Fisher, asks: ‘can’t we conceive of consumer capitalism’s culture of ready-meals, fast food outlets, anonymous hotels and disintegrating family life as a dim pre-echo of precisely the social field imagined by early soviet planners’. Absolutely. Our fetishization of the latest anonymous iPhone, or vaguely differentiated car, is little else than a collective enthusiasm of the homogeneity of state communism. Everything you think is Capitalist, the coffee, the laptops, the anonymous suburbs and panelled non-spaces of hotel foyers is strangely communist. But this is where I want to come back to UBI. Isn’t UBI the only conceivable way to maintain our current form of capitalism and the trajectories of automation? Is UBI the spectre of capitalism? Far from being a quite communist or socialist drive, UBI could be regarded as a drive to maintain the political structure of global laissez-faire capitalism?
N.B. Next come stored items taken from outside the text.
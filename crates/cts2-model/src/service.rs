//! Service capability descriptor (`GET /service`).

use std::fmt;

/// A resource family the service exposes.
#[derive(Debug, Clone, Copy, PartialEq, Eq, Hash)]
#[cfg_attr(feature = "serde", derive(serde::Serialize, serde::Deserialize))]
#[allow(non_camel_case_types)]
#[allow(missing_docs)]
pub enum StructuralProfile {
    SP_ENTITY_DESCRIPTION,
    SP_CODE_SYSTEM_VERSION,
    SP_ASSOCIATION,
    SP_VALUE_SET,
    SP_VALUE_SET_DEFINITION,
    SP_RESOLVED_VALUE_SET,
    SP_MAP,
    SP_MAP_VERSION,
    SP_MAP_ENTRY,
}

impl StructuralProfile {
    /// Every structural profile, in descriptor order.
    pub const ALL: [StructuralProfile; 9] = [
        StructuralProfile::SP_ENTITY_DESCRIPTION,
        StructuralProfile::SP_CODE_SYSTEM_VERSION,
        StructuralProfile::SP_ASSOCIATION,
        StructuralProfile::SP_VALUE_SET,
        StructuralProfile::SP_VALUE_SET_DEFINITION,
        StructuralProfile::SP_RESOLVED_VALUE_SET,
        StructuralProfile::SP_MAP,
        StructuralProfile::SP_MAP_VERSION,
        StructuralProfile::SP_MAP_ENTRY,
    ];
}

impl fmt::Display for StructuralProfile {
    fn fmt(&self, f: &mut fmt::Formatter<'_>) -> fmt::Result {
        fmt::Debug::fmt(self, f)
    }
}

/// An operation family supported for a structural profile.
#[derive(Debug, Clone, Copy, PartialEq, Eq, Hash)]
#[cfg_attr(feature = "serde", derive(serde::Serialize, serde::Deserialize))]
#[allow(non_camel_case_types)]
pub enum FunctionalProfile {
    /// Single-resource reads.
    FP_READ,
    /// Directory queries.
    FP_QUERY,
    /// Value-set resolution.
    FP_RESOLUTION,
}

impl fmt::Display for FunctionalProfile {
    fn fmt(&self, f: &mut fmt::Formatter<'_>) -> fmt::Result {
        fmt::Debug::fmt(self, f)
    }
}

/// One structural profile with its functional profiles.
#[derive(Debug, Clone, PartialEq, Eq)]
#[cfg_attr(feature = "serde", derive(serde::Serialize, serde::Deserialize))]
#[cfg_attr(feature = "serde", serde(rename_all = "camelCase"))]
pub struct SupportedProfile {
    /// Resource family.
    pub structural_profile: StructuralProfile,
    /// Supported operation families.
    #[cfg_attr(feature = "serde", serde(rename = "functionalProfile"))]
    pub functional_profiles: Vec<FunctionalProfile>,
}

impl SupportedProfile {
    /// The functional profiles a read-only catalog offers for a structural profile.
    pub fn read_only(structural_profile: StructuralProfile) -> Self {
        let mut functional_profiles = vec![FunctionalProfile::FP_READ, FunctionalProfile::FP_QUERY];
        if structural_profile == StructuralProfile::SP_VALUE_SET_DEFINITION {
            functional_profiles.push(FunctionalProfile::FP_RESOLUTION);
        }
        Self {
            structural_profile,
            functional_profiles,
        }
    }
}

/// Description of the running service.
#[derive(Debug, Clone, PartialEq, Eq)]
#[cfg_attr(feature = "serde", derive(serde::Serialize, serde::Deserialize))]
#[cfg_attr(feature = "serde", serde(rename_all = "camelCase"))]
pub struct ServiceDescriptor {
    /// Service name.
    pub service_name: String,
    /// Service version string.
    pub service_version: String,
    /// Supported profiles.
    #[cfg_attr(feature = "serde", serde(rename = "supportedProfile"))]
    pub supported_profiles: Vec<SupportedProfile>,
}

impl ServiceDescriptor {
    /// Returns the functional profiles listed for a structural profile.
    pub fn functional_profiles(&self, structural: StructuralProfile) -> &[FunctionalProfile] {
        self.supported_profiles
            .iter()
            .find(|p| p.structural_profile == structural)
            .map(|p| p.functional_profiles.as_slice())
            .unwrap_or_default()
    }
}
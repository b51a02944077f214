//! Content hashing of value-set definitions.
//!
//! A definition is identified by `(value set name, digest)` where the digest
//! is a short hex prefix of a SHA-256 over the canonical rendering of the
//! definition body. Digests supplied by the import pipeline are kept as-is;
//! these helpers fill them in when absent.

use sha2::{Digest, Sha256};

use crate::catalog::ValueSetDefinition;

/// Number of hex characters kept in a definition digest.
pub const DEFINITION_DIGEST_LEN: usize = 8;

/// Hashes newline-separated parts and returns the full lowercase hex digest.
pub fn sha256_hex<I, S>(parts: I) -> String
where
    I: IntoIterator<Item = S>,
    S: AsRef<str>,
{
    let mut hasher = Sha256::new();
    for part in parts {
        hasher.update(part.as_ref().as_bytes());
        hasher.update(b"\n");
    }
    hex::encode(hasher.finalize())
}

/// Renders the definition body one line per entry, prefixed by the value-set name.
pub fn canonical_definition(definition: &ValueSetDefinition) -> Vec<String> {
    let mut lines = Vec::with_capacity(definition.entries.len() + 1);
    lines.push(definition.value_set_name().to_string());
    lines.extend(definition.entries.iter().map(|e| e.to_string()));
    lines
}

/// Computes the digest of a definition body.
pub fn definition_digest(definition: &ValueSetDefinition) -> String {
    let mut digest = sha256_hex(canonical_definition(definition));
    digest.truncate(DEFINITION_DIGEST_LEN);
    digest
}
//! Error types for request parsing and parameter validation.

use thiserror::Error;

/// Errors that can occur while turning a request into typed values.
#[derive(Error, Debug, Clone, PartialEq, Eq)]
pub enum RequestError {
    /// Parse error at a specific position in the request path.
    #[error("parse error at position {position}: {message}")]
    ParseError {
        /// Byte offset in the input where the error occurred.
        position: usize,
        /// Description of the error.
        message: String,
    },

    /// Empty request path.
    #[error("empty request path")]
    EmptyPath,

    /// A query parameter had a value outside its domain.
    #[error("invalid value '{value}' for parameter '{name}'")]
    InvalidParameter {
        /// Parameter name.
        name: String,
        /// Rejected value.
        value: String,
    },

    /// The path does not name any known resource.
    #[error("unknown resource: {0}")]
    UnknownResource(String),
}

impl RequestError {
    /// Builds an [`RequestError::InvalidParameter`].
    pub fn invalid_parameter(name: impl Into<String>, value: impl Into<String>) -> Self {
        RequestError::InvalidParameter {
            name: name.into(),
            value: value.into(),
        }
    }
}

/// Result type for request operations.
pub type RequestResult<T> = std::result::Result<T, RequestError>;

#[cfg(test)]
mod tests {
    use super::*;

    #[test]
    fn test_error_display_parse_error() {
        let err = RequestError::ParseError {
            position: 4,
            message: "unexpected input at: '%zz'".to_string(),
        };
        assert_eq!(
            err.to_string(),
            "parse error at position 4: unexpected input at: '%zz'"
        );
    }

    #[test]
    fn test_error_display_invalid_parameter() {
        let err = RequestError::invalid_parameter("maxtoreturn", "0");
        assert_eq!(err.to_string(), "invalid value '0' for parameter 'maxtoreturn'");
    }

    #[test]
    fn test_error_display_unknown_resource() {
        let err = RequestError::UnknownResource("/foo/bar".to_string());
        assert_eq!(err.to_string(), "unknown resource: /foo/bar");
    }
}
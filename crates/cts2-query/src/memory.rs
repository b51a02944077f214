//! In-memory catalog store.
//!
//! [`InMemoryCatalog`] keeps every record of a [`CatalogSnapshot`] in
//! insertion order and builds hash indexes for the lookups the query engine
//! and resolver perform. Snapshots come from the import pipeline as JSON or
//! are assembled in code with [`CatalogBuilder`].

use std::collections::HashMap;
use std::path::Path;

use cts2_model::{
    definition_digest, Association, CodeSystemVersion, Entity, MapCatalogEntry, MapEntry,
    MapVersion, ScopedEntityName, ValueSetCatalogEntry, ValueSetDefinition,
};
use serde::{Deserialize, Serialize};

use crate::error::{CatalogError, CatalogResult};
use crate::traits::CatalogStore;

/// The full contents of a catalog, as produced by the import pipeline.
#[derive(Debug, Clone, Default, PartialEq, Eq, Serialize, Deserialize)]
#[serde(default, rename_all = "camelCase")]
pub struct CatalogSnapshot {
    /// Free-form label identifying the snapshot.
    pub label: String,
    /// Code system versions.
    pub code_system_versions: Vec<CodeSystemVersion>,
    /// Entities of every version.
    pub entities: Vec<Entity>,
    /// Associations of every version.
    pub associations: Vec<Association>,
    /// Value-set catalog entries.
    pub value_sets: Vec<ValueSetCatalogEntry>,
    /// Value-set definitions.
    pub value_set_definitions: Vec<ValueSetDefinition>,
    /// Maps.
    pub maps: Vec<MapCatalogEntry>,
    /// Map versions.
    pub map_versions: Vec<MapVersion>,
    /// Map entries of every map version.
    pub map_entries: Vec<MapEntry>,
}

type EdgeKey = (String, ScopedEntityName);

/// An indexed, immutable catalog held in memory.
#[derive(Debug, Clone, Default)]
pub struct InMemoryCatalog {
    snapshot: CatalogSnapshot,
    version_index: HashMap<String, usize>,
    entity_index: HashMap<EdgeKey, usize>,
    entities_by_version: HashMap<String, Vec<usize>>,
    by_subject: HashMap<EdgeKey, Vec<usize>>,
    by_target: HashMap<EdgeKey, Vec<usize>>,
    value_set_index: HashMap<String, usize>,
    definition_index: HashMap<(String, String), usize>,
    entries_by_map_version: HashMap<String, Vec<usize>>,
}

impl InMemoryCatalog {
    /// Creates a new builder.
    pub fn builder() -> CatalogBuilder {
        CatalogBuilder::default()
    }

    /// Indexes a snapshot.
    ///
    /// Definitions without a digest get one computed from their body, and
    /// value-set entries whose current definition has no digest are pointed
    /// at the first definition of the same value set.
    pub fn from_snapshot(mut snapshot: CatalogSnapshot) -> Self {
        for definition in &mut snapshot.value_set_definitions {
            if definition.digest.is_empty() {
                definition.digest = definition_digest(definition);
            }
        }
        for entry in &mut snapshot.value_sets {
            let Some(current) = entry.current_definition.as_mut() else {
                continue;
            };
            if current.value_set_definition.content.is_empty() {
                if let Some(definition) = snapshot
                    .value_set_definitions
                    .iter()
                    .find(|d| d.value_set_name() == entry.value_set_name)
                {
                    current.value_set_definition.content = definition.digest.clone();
                }
            }
        }

        let mut catalog = InMemoryCatalog::default();
        for (i, version) in snapshot.code_system_versions.iter().enumerate() {
            catalog
                .version_index
                .entry(version.code_system_version_name.clone())
                .or_insert(i);
        }
        for (i, entity) in snapshot.entities.iter().enumerate() {
            let version = entity.describing_code_system_version.version_name().to_string();
            catalog
                .entity_index
                .entry((version.clone(), entity.name.clone()))
                .or_insert(i);
            catalog.entities_by_version.entry(version).or_default().push(i);
        }
        for (i, association) in snapshot.associations.iter().enumerate() {
            let version = association.asserted_by.version_name().to_string();
            catalog
                .by_subject
                .entry((version.clone(), association.subject.scoped_name()))
                .or_default()
                .push(i);
            catalog
                .by_target
                .entry((version, association.target.scoped_name()))
                .or_default()
                .push(i);
        }
        for (i, value_set) in snapshot.value_sets.iter().enumerate() {
            catalog
                .value_set_index
                .entry(value_set.value_set_name.clone())
                .or_insert(i);
        }
        for (i, definition) in snapshot.value_set_definitions.iter().enumerate() {
            catalog
                .definition_index
                .entry((definition.value_set_name().to_string(), definition.digest.clone()))
                .or_insert(i);
        }
        for (i, entry) in snapshot.map_entries.iter().enumerate() {
            catalog
                .entries_by_map_version
                .entry(entry.asserted_by.map_version.content.clone())
                .or_default()
                .push(i);
        }

        log::debug!(
            "indexed catalog '{}': {} versions, {} entities, {} edges, {} value sets, {} maps",
            snapshot.label,
            snapshot.code_system_versions.len(),
            snapshot.entities.len(),
            snapshot.associations.len(),
            snapshot.value_sets.len(),
            snapshot.maps.len()
        );
        catalog.snapshot = snapshot;
        catalog
    }

    /// Parses and indexes a JSON snapshot.
    pub fn from_json_str(json: &str) -> CatalogResult<Self> {
        let snapshot: CatalogSnapshot =
            serde_json::from_str(json).map_err(|e| CatalogError::Config(e.to_string()))?;
        Ok(Self::from_snapshot(snapshot))
    }

    /// Reads, parses and indexes a JSON snapshot file.
    pub fn load(path: impl AsRef<Path>) -> CatalogResult<Self> {
        let path = path.as_ref();
        let json = std::fs::read_to_string(path)
            .map_err(|e| CatalogError::Config(format!("{}: {}", path.display(), e)))?;
        Self::from_json_str(&json)
    }

    /// Returns the snapshot label.
    pub fn label(&self) -> &str {
        &self.snapshot.label
    }

    /// Returns the underlying snapshot.
    pub fn snapshot(&self) -> &CatalogSnapshot {
        &self.snapshot
    }

    fn associations_at<'a>(&'a self, indexes: Option<&'a Vec<usize>>) -> Vec<&'a Association> {
        indexes
            .map(|idx| idx.iter().map(|&i| &self.snapshot.associations[i]).collect())
            .unwrap_or_default()
    }
}

impl CatalogStore for InMemoryCatalog {
    fn code_system_versions(&self) -> Box<dyn Iterator<Item = &CodeSystemVersion> + '_> {
        Box::new(self.snapshot.code_system_versions.iter())
    }

    fn entities(&self) -> Box<dyn Iterator<Item = &Entity> + '_> {
        Box::new(self.snapshot.entities.iter())
    }

    fn associations_with_subject(
        &self,
        version_name: &str,
        subject: &ScopedEntityName,
    ) -> CatalogResult<Vec<&Association>> {
        let key = (version_name.to_string(), subject.clone());
        Ok(self.associations_at(self.by_subject.get(&key)))
    }

    fn associations_with_target(
        &self,
        version_name: &str,
        target: &ScopedEntityName,
    ) -> CatalogResult<Vec<&Association>> {
        let key = (version_name.to_string(), target.clone());
        Ok(self.associations_at(self.by_target.get(&key)))
    }

    fn value_sets(&self) -> Box<dyn Iterator<Item = &ValueSetCatalogEntry> + '_> {
        Box::new(self.snapshot.value_sets.iter())
    }

    fn value_set_definitions(&self) -> Box<dyn Iterator<Item = &ValueSetDefinition> + '_> {
        Box::new(self.snapshot.value_set_definitions.iter())
    }

    fn maps(&self) -> Box<dyn Iterator<Item = &MapCatalogEntry> + '_> {
        Box::new(self.snapshot.maps.iter())
    }

    fn map_versions(&self) -> Box<dyn Iterator<Item = &MapVersion> + '_> {
        Box::new(self.snapshot.map_versions.iter())
    }

    fn map_entries(&self, map_version_name: &str) -> Box<dyn Iterator<Item = &MapEntry> + '_> {
        match self.entries_by_map_version.get(map_version_name) {
            Some(indexes) => Box::new(indexes.iter().map(|&i| &self.snapshot.map_entries[i])),
            None => Box::new(std::iter::empty()),
        }
    }

    fn code_system_version(&self, version_name: &str) -> Option<&CodeSystemVersion> {
        self.version_index
            .get(version_name)
            .map(|&i| &self.snapshot.code_system_versions[i])
    }

    fn entities_of(&self, version_name: &str) -> Box<dyn Iterator<Item = &Entity> + '_> {
        match self.entities_by_version.get(version_name) {
            Some(indexes) => Box::new(indexes.iter().map(|&i| &self.snapshot.entities[i])),
            None => Box::new(std::iter::empty()),
        }
    }

    fn entity(&self, version_name: &str, name: &ScopedEntityName) -> Option<&Entity> {
        self.entity_index
            .get(&(version_name.to_string(), name.clone()))
            .map(|&i| &self.snapshot.entities[i])
    }

    fn value_set(&self, name: &str) -> Option<&ValueSetCatalogEntry> {
        self.value_set_index
            .get(name)
            .map(|&i| &self.snapshot.value_sets[i])
    }

    fn value_set_definition(&self, name: &str, digest: &str) -> Option<&ValueSetDefinition> {
        self.definition_index
            .get(&(name.to_string(), digest.to_string()))
            .map(|&i| &self.snapshot.value_set_definitions[i])
    }
}

/// Builder for [`InMemoryCatalog`].
#[derive(Debug, Clone, Default)]
pub struct CatalogBuilder {
    snapshot: CatalogSnapshot,
}

impl CatalogBuilder {
    /// Sets the snapshot label.
    pub fn label(mut self, label: impl Into<String>) -> Self {
        self.snapshot.label = label.into();
        self
    }

    /// Adds a code system version.
    pub fn code_system_version(mut self, version: CodeSystemVersion) -> Self {
        self.snapshot.code_system_versions.push(version);
        self
    }

    /// Adds an entity.
    pub fn entity(mut self, entity: Entity) -> Self {
        self.snapshot.entities.push(entity);
        self
    }

    /// Adds an association.
    pub fn association(mut self, association: Association) -> Self {
        self.snapshot.associations.push(association);
        self
    }

    /// Adds a value set whose current definition is `definition`.
    ///
    /// The definition's digest is computed when it has none.
    pub fn value_set(
        mut self,
        entry: ValueSetCatalogEntry,
        mut definition: ValueSetDefinition,
    ) -> Self {
        if definition.digest.is_empty() {
            definition.digest = definition_digest(&definition);
        }
        self.snapshot
            .value_sets
            .push(entry.with_current_definition(&definition));
        self.snapshot.value_set_definitions.push(definition);
        self
    }

    /// Adds a definition that is not current for any value set.
    pub fn value_set_definition(mut self, definition: ValueSetDefinition) -> Self {
        self.snapshot.value_set_definitions.push(definition);
        self
    }

    /// Adds a map.
    pub fn map(mut self, map: MapCatalogEntry) -> Self {
        self.snapshot.maps.push(map);
        self
    }

    /// Adds a map version.
    pub fn map_version(mut self, version: MapVersion) -> Self {
        self.snapshot.map_versions.push(version);
        self
    }

    /// Adds a map entry.
    pub fn map_entry(mut self, entry: MapEntry) -> Self {
        self.snapshot.map_entries.push(entry);
        self
    }

    /// Indexes the collected records.
    pub fn build(self) -> InMemoryCatalog {
        InMemoryCatalog::from_snapshot(self.snapshot)
    }
}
Is UBI the only possible solution to keeping the capitalism of market driven efficiencies? After returning from the job centre, now staffed entirely with robots, UBI would be our last resort. The phantom of the right to work must give way to the spectre of how to maintain capitalism. UBI would also be the only way for companies to survive, to maintain their consumer markets. Our only way to keep Kraft, P&G, Nestle et al in business and afford a little life for ourselves as well is UBI. UBI could save us from having to work to live, but only by maintaining the current trajectory of capitalism.